5th Annual Race for Fallen Linemen Saturday at Viking Speedway
Saturday is the fifth annual Race for Fallen Linemen at Viking Speedway. A big purse is set for the Wissota Modified with $2,500 going to the feature winner. The event helps raise money for the Fallen Lineman Organization, which assists families who have lost electrical line workers who have died or been severely injured in the line of duty.
For an owner of one of the track’s regular Wissota Modifieds, the event is personal.
Corey Svor of Alexandria owns the 6X car that Zach Johnson races at Viking and I-94 Speedways. In 2013, the Svor family was struck by tragedy: Ryan Svor, Corey’s brother died as a result of high voltage electrocution on Nov. 23, 2013 at the age of 30.
“It was a tough deal,” Corey Svor said.
The Fallen Linemen Organization contacted the Svor family to offer help after Ryan’s death. That organization, according to its website, says its “mission is to memorialize fallen electrical line workers, and care for the families who have lost or are impacted by a severe injury of a loved one in the line of duty. We strive to consolidate accident and injury information to share openly for a safer work environment.”
That was how Corey became familiar with Fallen Linemen. One night, Corey and DJ Kittelson — a friend and co-worker of Ryan Svor’s — sat down and decided to do something in his honor at Viking Speedway.
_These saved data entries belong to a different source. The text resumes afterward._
//! Routing table backed by swappable routing information

use crate::error::RoutingError;
use crate::router::{DropReason, Router, RouterStats, RoutingContext, RoutingDecision};
use crate::routing_info::NetworkRoutingInformation;
use async_trait::async_trait;
use overlay_topology::{GraphSnapshot, NetworkGraph, NodeId};
use std::sync::atomic::{AtomicU64, Ordering};
use std::sync::Arc;
use tokio::sync::RwLock;
use tracing::{debug, info, warn};

/// Routing table answering decisions from the current topology snapshot
#[derive(Debug)]
pub struct RoutingTable {
    /// Local node ID
    local_node_id: NodeId,
    /// Routing view of the latest snapshot
    current: RwLock<Arc<NetworkRoutingInformation>>,
    /// Number of snapshots applied
    epoch: AtomicU64,
    /// Router statistics
    stats: RwLock<RouterStats>,
    /// Counters for statistics
    decisions_counter: AtomicU64,
    forwards_counter: AtomicU64,
    local_counter: AtomicU64,
    drops_counter: AtomicU64,
}

impl RoutingTable {
    /// Create a routing table that knows only the local node
    pub fn new(local_node_id: NodeId) -> Result<Self, RoutingError> {
        let initial = NetworkGraph::new(local_node_id).snapshot();
        Ok(Self::with_information(
            NetworkRoutingInformation::from_snapshot(initial)?,
            0,
        ))
    }

    /// Create a routing table from an initial snapshot
    pub fn from_snapshot(snapshot: Arc<GraphSnapshot>) -> Result<Self, RoutingError> {
        Ok(Self::with_information(
            NetworkRoutingInformation::from_snapshot(snapshot)?,
            1,
        ))
    }

    fn with_information(info: NetworkRoutingInformation, epoch: u64) -> Self {
        let local_node_id = info.local_node().clone();
        Self {
            current: RwLock::new(Arc::new(info)),
            epoch: AtomicU64::new(epoch),
            stats: RwLock::new(RouterStats::new(local_node_id.clone())),
            local_node_id,
            decisions_counter: AtomicU64::new(0),
            forwards_counter: AtomicU64::new(0),
            local_counter: AtomicU64::new(0),
            drops_counter: AtomicU64::new(0),
        }
    }

    /// Routing view of the latest snapshot. Callers keep a consistent view
    /// for as long as they hold the returned handle.
    pub async fn routing_information(&self) -> Arc<NetworkRoutingInformation> {
        self.current.read().await.clone()
    }

    /// Number of snapshots applied
    pub fn epoch(&self) -> u64 {
        self.epoch.load(Ordering::Relaxed)
    }

    /// Update statistics for a routing decision
    async fn update_stats(&self, decision: &RoutingDecision) {
        self.decisions_counter.fetch_add(1, Ordering::Relaxed);

        match decision {
            RoutingDecision::Forward(_) => {
                self.forwards_counter.fetch_add(1, Ordering::Relaxed);
            }
            RoutingDecision::Local => {
                self.local_counter.fetch_add(1, Ordering::Relaxed);
            }
            RoutingDecision::Drop(reason) => {
                self.drops_counter.fetch_add(1, Ordering::Relaxed);

                let mut stats = self.stats.write().await;
                let reason_str = reason.to_string();
                *stats.drop_reasons.entry(reason_str).or_insert(0) += 1;
            }
        }
    }
}

#[async_trait]
impl Router for RoutingTable {
    async fn decide(&self, ctx: &RoutingContext) -> RoutingDecision {
        debug!(
            "Making routing decision: src={}, dst={}",
            ctx.src_node, ctx.dst_node
        );

        // Check if destination is local
        if ctx.dst_node == self.local_node_id {
            let decision = RoutingDecision::Local;
            self.update_stats(&decision).await;
            return decision;
        }

        let info = self.routing_information().await;
        let decision = match info.next_link_towards(&ctx.dst_node) {
            Ok(link) => RoutingDecision::Forward(link),
            Err(RoutingError::NoRoute { target }) => {
                debug!("No route to destination {}", target);
                RoutingDecision::Drop(DropReason::NoRoute)
            }
            Err(e) => {
                warn!("Unexpected routing failure for {}: {}", ctx.dst_node, e);
                RoutingDecision::Drop(DropReason::NoRoute)
            }
        };
        self.update_stats(&decision).await;
        decision
    }

    fn local_node_id(&self) -> &NodeId {
        &self.local_node_id
    }

    async fn is_reachable(&self, dst_node: &NodeId) -> bool {
        if *dst_node == self.local_node_id {
            return true;
        }

        self.routing_information().await.is_reachable(dst_node)
    }

    async fn get_stats(&self) -> RouterStats {
        let info = self.routing_information().await;
        let mut stats = self.stats.write().await;

        // Update counters
        stats.decisions_made = self.decisions_counter.load(Ordering::Relaxed);
        stats.messages_forwarded = self.forwards_counter.load(Ordering::Relaxed);
        stats.messages_local = self.local_counter.load(Ordering::Relaxed);
        stats.messages_dropped = self.drops_counter.load(Ordering::Relaxed);
        stats.reachable_nodes = info.reachable_nodes().len();
        stats.cache_misses = info.cache_misses();
        stats.topology_epoch = self.epoch();

        stats.clone()
    }

    async fn update_topology(&self, snapshot: Arc<GraphSnapshot>) -> Result<(), RoutingError> {
        if *snapshot.local_node() != self.local_node_id {
            return Err(RoutingError::LocalNodeMissing {
                local: self.local_node_id.clone(),
            });
        }

        let revision = snapshot.revision();
        let info = Arc::new(NetworkRoutingInformation::from_snapshot(snapshot)?);
        let reachable = info.reachable_nodes().len();
        {
            let mut current = self.current.write().await;
            let applied = current.snapshot().revision();
            if revision < applied {
                debug!(
                    "Ignoring topology revision {}, revision {} is already applied",
                    revision, applied
                );
                return Err(RoutingError::StaleSnapshot {
                    revision,
                    current: applied,
                });
            }
            *current = info;
        }
        let epoch = self.epoch.fetch_add(1, Ordering::Relaxed) + 1;

        info!(
            "Routing table updated with epoch {} at revision {} ({} reachable nodes)",
            epoch, revision, reachable
        );
        Ok(())
    }
}
//! Session error types.

use crate::state::ConnectionSetupState;
use overlay_wire::{ProtocolError, ProtocolErrorType};
use std::time::Duration;
use thiserror::Error;

/// Failures of connection setup and message channels
#[derive(Error, Debug)]
pub enum SessionError {
    /// Transport-level connect failure
    #[error("failed to connect to {target}: {reason}")]
    Connect {
        /// Contact point or address that was dialed
        target: String,
        /// Underlying failure
        reason: String,
    },

    /// Peer violated the protocol
    #[error("protocol violation: {0}")]
    Protocol(#[from] ProtocolError),

    /// Peer refused the connection with an error goodbye
    #[error("connection refused by remote side: {message}")]
    Refused {
        /// Error classification, if the peer sent a known code
        error_type: Option<ProtocolErrorType>,
        /// Peer's error message
        message: String,
    },

    /// A connection setup did not reach the awaited state in time
    #[error("connection did not reach state {expected} within {timeout:?} (current state: {actual})")]
    Timeout {
        /// Awaited state
        expected: ConnectionSetupState,
        /// State when the wait ended
        actual: ConnectionSetupState,
        /// Wait duration
        timeout: Duration,
    },

    /// The handshake did not complete in time
    #[error("handshake with {0} timed out")]
    HandshakeTimeout(String),

    /// The message channel is no longer usable
    #[error("message channel {0} is closed")]
    ChannelClosed(String),

    /// Contact point definition could not be parsed
    #[error("invalid contact point definition '{0}'")]
    InvalidContactPoint(String),

    /// Underlying I/O failure
    #[error("i/o error: {0}")]
    Io(#[from] std::io::Error),
}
“My brother loved racing,” Corey said.
Saturday’s Wissota Modified race is $2,500 to win and $300 to start. Tenth place receives $450. The expanded purse money was raised by Svor and Kittelson with the aid of sponsors.
Money is raised for Fallen Linemen through donations from fans and T-shirt sales — and $4 from each grandstand ticket sold for Saturday’s race. Over the past four years more than $10,000 has been raised for Fallen Lineman, including $4,400 in 2018.
There will also be a special wrap on the 6X modified, and the side of the car will be auctioned off afterwards.
“Each year, we try to come up with a different color scheme and just graphic scheme in general,” Svor said.
The Svor family saw the impact Fallen Linemen can have first hand. The organization called many area electric co-ops prior to Ryan’s funeral in 2013 and lined up bucket trucks that were parked along the procession.
“It had to have been 25 or 30 utility bucket trucks,” Corey Svor said. “That was pretty cool.”
Brady Gerdes of Villard is the defending race champion; Landon Atkinson of Little Falls won the race in 2017. Josh Thoennes won the event in 2016.
Svor appreciates the support that’s been shown for the race.
“It means a lot,” Corey Svor said. “It’s a very personal thing for both me and DJ, our families and the whole group of friends. My brother had a lot of friends; he was very lovable and always helping people. To have that come back in that way, just supporting the race, it makes a person feel good.”